Упорно гонявшийся за каждой рыбачьей лодкой противник сжигал захваченные суденышки, а людей из их экипажей жестоко пытали и казнили в контрразведке, иногда прямо топили в море. С каждым разом рейсы через Каспий становились все опаснее, но они продолжались.

Камо подробно обрисовал обстановку, сложившуюся на Кавказе, и четко сформулировал три главные задачи, стоящие перед отрядом: доставить подпольщикам оружие и ценности, на которые можно купить много оружия на месте — в первую очередь для повстанцев на Северном Кавказе; принять самое активное участие в подготовке к восстанию и установлении Советской власти в Закавказье; наконец, попытаться проникнуть для разведывательной и диверсионной работы в ставку Деникина.
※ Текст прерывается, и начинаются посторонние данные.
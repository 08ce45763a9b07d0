//! Keyboard mapping and cursor movement.

use crossterm::event::KeyCode;
use tictactoe::Position;

/// What a key press asks the app to do.
#[derive(Debug, Clone, Copy, PartialEq, Eq)]
pub enum Command {
    /// Play the given cell index.
    Play(usize),
    /// Move the cursor one cell.
    MoveCursor(KeyCode),
    /// Play the cell under the cursor.
    PlayCursor,
    /// Start a new round.
    Restart,
    /// Leave the game.
    Quit,
}

/// Maps a key to a command. Digits 1-9 address cells 0-8.
pub fn command_for_key(key: KeyCode) -> Option<Command> {
    match key {
        KeyCode::Char(c @ '1'..='9') => c.to_digit(10).map(|d| Command::Play(d as usize - 1)),
        KeyCode::Up | KeyCode::Down | KeyCode::Left | KeyCode::Right => {
            Some(Command::MoveCursor(key))
        }
        KeyCode::Enter | KeyCode::Char(' ') => Some(Command::PlayCursor),
        KeyCode::Char('r') | KeyCode::Char('R') => Some(Command::Restart),
        KeyCode::Char('q') | KeyCode::Char('Q') | KeyCode::Esc => Some(Command::Quit),
        _ => None,
    }
}

/// Moves the cursor with the arrow keys, stopping at the board edge.
pub fn move_cursor(cursor: Position, key: KeyCode) -> Position {
    let (row, col) = (cursor.row(), cursor.col());
    let (row, col) = match key {
        KeyCode::Up => (row.saturating_sub(1), col),
        KeyCode::Down => (row + 1, col),
        KeyCode::Left => (row, col.saturating_sub(1)),
        KeyCode::Right => (row, col + 1),
        _ => (row, col),
    };
    Position::from_row_col(row, col).unwrap_or(cursor)
}

#[cfg(test)]
mod tests {
    use super::*;

    #[test]
    fn test_digits_map_to_cells() {
        assert_eq!(command_for_key(KeyCode::Char('1')), Some(Command::Play(0)));
        assert_eq!(command_for_key(KeyCode::Char('9')), Some(Command::Play(8)));
        assert_eq!(command_for_key(KeyCode::Char('0')), None);
    }

    #[test]
    fn test_control_keys() {
        assert_eq!(command_for_key(KeyCode::Char('r')), Some(Command::Restart));
        assert_eq!(command_for_key(KeyCode::Esc), Some(Command::Quit));
        assert_eq!(command_for_key(KeyCode::Enter), Some(Command::PlayCursor));
        assert_eq!(command_for_key(KeyCode::Tab), None);
    }

    #[test]
    fn test_cursor_moves_within_board() {
        assert_eq!(move_cursor(Position::Center, KeyCode::Up), Position::TopCenter);
        assert_eq!(move_cursor(Position::Center, KeyCode::Left), Position::MiddleLeft);
        assert_eq!(move_cursor(Position::TopLeft, KeyCode::Right), Position::TopCenter);
        assert_eq!(move_cursor(Position::TopRight, KeyCode::Down), Position::MiddleRight);
    }

    #[test]
    fn test_cursor_stops_at_edges() {
        assert_eq!(move_cursor(Position::TopLeft, KeyCode::Up), Position::TopLeft);
        assert_eq!(move_cursor(Position::TopLeft, KeyCode::Left), Position::TopLeft);
        assert_eq!(move_cursor(Position::BottomRight, KeyCode::Down), Position::BottomRight);
        assert_eq!(move_cursor(Position::MiddleRight, KeyCode::Right), Position::MiddleRight);
    }
}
— Пролетариат Закавказья уже показал себя — вспомните Бакинскую коммуну! Только с помощью интервентов удалось удушить этот славный маяк свободы, не дать тогда победить Советской власти во всем крае. Но она победит, обязательно победит... Однако еще раз скажу: обстановка будет сложная, даже очень сложная. Страх перед пролетарской революцией, ненависть к власти Советов объединили помещиков и буржуазию, меньшевиков и эсеров — все против нас, со всеми будем бороться!

...Накануне Камо имел долгую беседу с Кировым. Сергей Миронович показал только что полученное в Астрахани письмо одного из руководителей Кавказского краевого комитета партии в Баку В. И. Нанейшвили. [146]
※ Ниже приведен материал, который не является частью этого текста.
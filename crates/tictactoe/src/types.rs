//! Core domain types for tic-tac-toe.

use crate::error::InvalidIndex;
use serde::{Deserialize, Serialize};
use tracing::instrument;

/// Number of cells on the board.
pub const CELL_COUNT: usize = 9;

/// A player's mark.
#[derive(Debug, Clone, Copy, PartialEq, Eq, Hash, Serialize, Deserialize, strum::Display)]
pub enum Mark {
    /// Player A's mark (moves first).
    X,
    /// Player B's mark.
    O,
}

impl Mark {
    /// Returns the other mark.
    pub fn opponent(self) -> Self {
        match self {
            Mark::X => Mark::O,
            Mark::O => Mark::X,
        }
    }
}

/// A square on the tic-tac-toe board.
#[derive(Debug, Clone, Copy, PartialEq, Eq, Hash, Serialize, Deserialize, Default)]
pub enum Square {
    /// Empty square.
    #[default]
    Empty,
    /// Square claimed by a mark.
    Occupied(Mark),
}

impl Square {
    /// Returns the mark in this square, if any.
    pub fn mark(self) -> Option<Mark> {
        match self {
            Square::Empty => None,
            Square::Occupied(mark) => Some(mark),
        }
    }
}

/// 3x3 tic-tac-toe board.
///
/// Squares are stored in row-major order, so `index = row * 3 + col`.
/// The only mutation besides [`Board::reset`] is [`Board::set_mark`], which
/// never overwrites an occupied square.
#[derive(Debug, Clone, PartialEq, Eq, Serialize, Deserialize, Default)]
pub struct Board {
    squares: [Square; CELL_COUNT],
}

impl Board {
    /// Creates a new empty board.
    pub fn new() -> Self {
        Self::default()
    }

    /// Returns a copy of all nine squares.
    pub fn snapshot(&self) -> [Square; CELL_COUNT] {
        self.squares
    }

    /// Returns a read-only view of the squares.
    pub fn squares(&self) -> &[Square; CELL_COUNT] {
        &self.squares
    }

    /// Gets the square at the given index (0-8).
    pub fn get(&self, index: usize) -> Option<Square> {
        self.squares.get(index).copied()
    }

    /// Places `mark` at `index` if that square is empty.
    ///
    /// Returns `Ok(true)` when the mark was placed and `Ok(false)` when the
    /// square was already occupied; the board is unchanged in that case.
    ///
    /// # Errors
    ///
    /// Returns [`InvalidIndex`] if `index` is outside 0-8.
    #[instrument(skip(self))]
    pub fn set_mark(&mut self, index: usize, mark: Mark) -> Result<bool, InvalidIndex> {
        let square = self
            .squares
            .get_mut(index)
            .ok_or(InvalidIndex::new(index))?;
        if *square != Square::Empty {
            return Ok(false);
        }
        *square = Square::Occupied(mark);
        Ok(true)
    }

    /// Clears every square.
    pub fn reset(&mut self) {
        self.squares = [Square::Empty; CELL_COUNT];
    }

    /// Checks if a square is empty. Out-of-range indices are never empty.
    pub fn is_empty(&self, index: usize) -> bool {
        matches!(self.get(index), Some(Square::Empty))
    }

    /// Indices of all empty squares, ascending.
    pub fn empty_cells(&self) -> Vec<usize> {
        (0..CELL_COUNT).filter(|&i| self.is_empty(i)).collect()
    }

    /// Number of occupied squares.
    pub fn occupied_count(&self) -> usize {
        self.squares.iter().filter(|s| **s != Square::Empty).count()
    }
}

impl std::fmt::Display for Board {
    fn fmt(&self, f: &mut std::fmt::Formatter<'_>) -> std::fmt::Result {
        for row in 0..3 {
            for col in 0..3 {
                let index = row * 3 + col;
                match self.squares[index] {
                    Square::Empty => write!(f, "{}", index + 1)?,
                    Square::Occupied(mark) => write!(f, "{}", mark)?,
                }
                if col < 2 {
                    write!(f, "|")?;
                }
            }
            if row < 2 {
                write!(f, "\n-+-+-\n")?;
            }
        }
        Ok(())
    }
}

#[cfg(test)]
mod tests {
    use super::*;

    #[test]
    fn test_set_mark_on_empty_square() {
        let mut board = Board::new();
        assert_eq!(board.set_mark(4, Mark::X), Ok(true));
        assert_eq!(board.get(4), Some(Square::Occupied(Mark::X)));
    }

    #[test]
    fn test_set_mark_on_occupied_square_leaves_board_unchanged() {
        let mut board = Board::new();
        board.set_mark(4, Mark::X).unwrap();
        let before = board.snapshot();

        assert_eq!(board.set_mark(4, Mark::O), Ok(false));
        assert_eq!(board.set_mark(4, Mark::X), Ok(false));
        assert_eq!(board.snapshot(), before);
    }

    #[test]
    fn test_set_mark_out_of_range() {
        let mut board = Board::new();
        let err = board.set_mark(9, Mark::X).unwrap_err();
        assert_eq!(err.index(), 9);
        assert_eq!(board, Board::new());
    }

    #[test]
    fn test_snapshot_is_a_copy() {
        let mut board = Board::new();
        let mut snapshot = board.snapshot();
        snapshot[0] = Square::Occupied(Mark::O);
        assert!(board.is_empty(0));

        board.set_mark(0, Mark::X).unwrap();
        assert_eq!(snapshot[0], Square::Occupied(Mark::O));
    }

    #[test]
    fn test_reset_clears_board() {
        let mut board = Board::new();
        board.set_mark(0, Mark::X).unwrap();
        board.set_mark(8, Mark::O).unwrap();
        board.reset();
        assert_eq!(board.occupied_count(), 0);
        assert_eq!(board.empty_cells(), (0..9).collect::<Vec<_>>());
    }

    #[test]
    fn test_display() {
        let mut board = Board::new();
        board.set_mark(0, Mark::X).unwrap();
        board.set_mark(4, Mark::O).unwrap();
        assert_eq!(board.to_string(), "X|2|3\n-+-+-\n4|O|6\n-+-+-\n7|8|9");
    }
}
//! Game rules for tic-tac-toe.
//!
//! Pure functions for evaluating a [`Board`](crate::Board). Rules are kept
//! apart from board storage so the engine and the terminal UI share them.

pub mod draw;
pub mod win;

pub use draw::is_full;
pub use win::{WINNING_LINES, is_winner, winning_line};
В письме, написанном 20 октября — в день выезда камовцев из Москвы, — сообщались последние сведения о положении дел в Азербайджане и Грузии, о развитии партизанского движения против деникинцев на Северном Кавказе.

«Тов. Киров! — писал Нанейшвили. — Ради всего, шлите, если есть какие-либо возможности, оружие, патроны в большом количестве. Может наступить такой момент, когда горцы могут очутиться без патронов».

Деньги, оружие, патроны — вот что больше всего необходимо сейчас, подчеркивалось в письме.

«...От этого зависит дальнейшее развитие начавшегося движения, — говорилось в заключение послания кавказских большевиков. — Это пишут не увлекающиеся юноши, а люди, которые прекрасно понимают, какое движение начинается сейчас на Кавказе. Надо использовать со всей энергией месяц, оставшийся до закрытия навигации, чтобы снабдить нас деньгами и оружием»{28}.

— Да, надо спешить, — сказал Камо, возвращая Кирову письмо. — Когда дашь лодку?

— Сейчас это нелегко, но я поговорю с моряками. Думаю, ребята не подведут...

Через несколько дней после приезда в Астрахань Камо приказал отряду разместиться в четырех прибывших в крепость автомобилях. В первую машину рядом с Камо сел невысокий, коренастый мужчина в кожаной тужурке. Аня успела заметить, что у него волевое и вместе с тем удивительно доброе лицо. [147]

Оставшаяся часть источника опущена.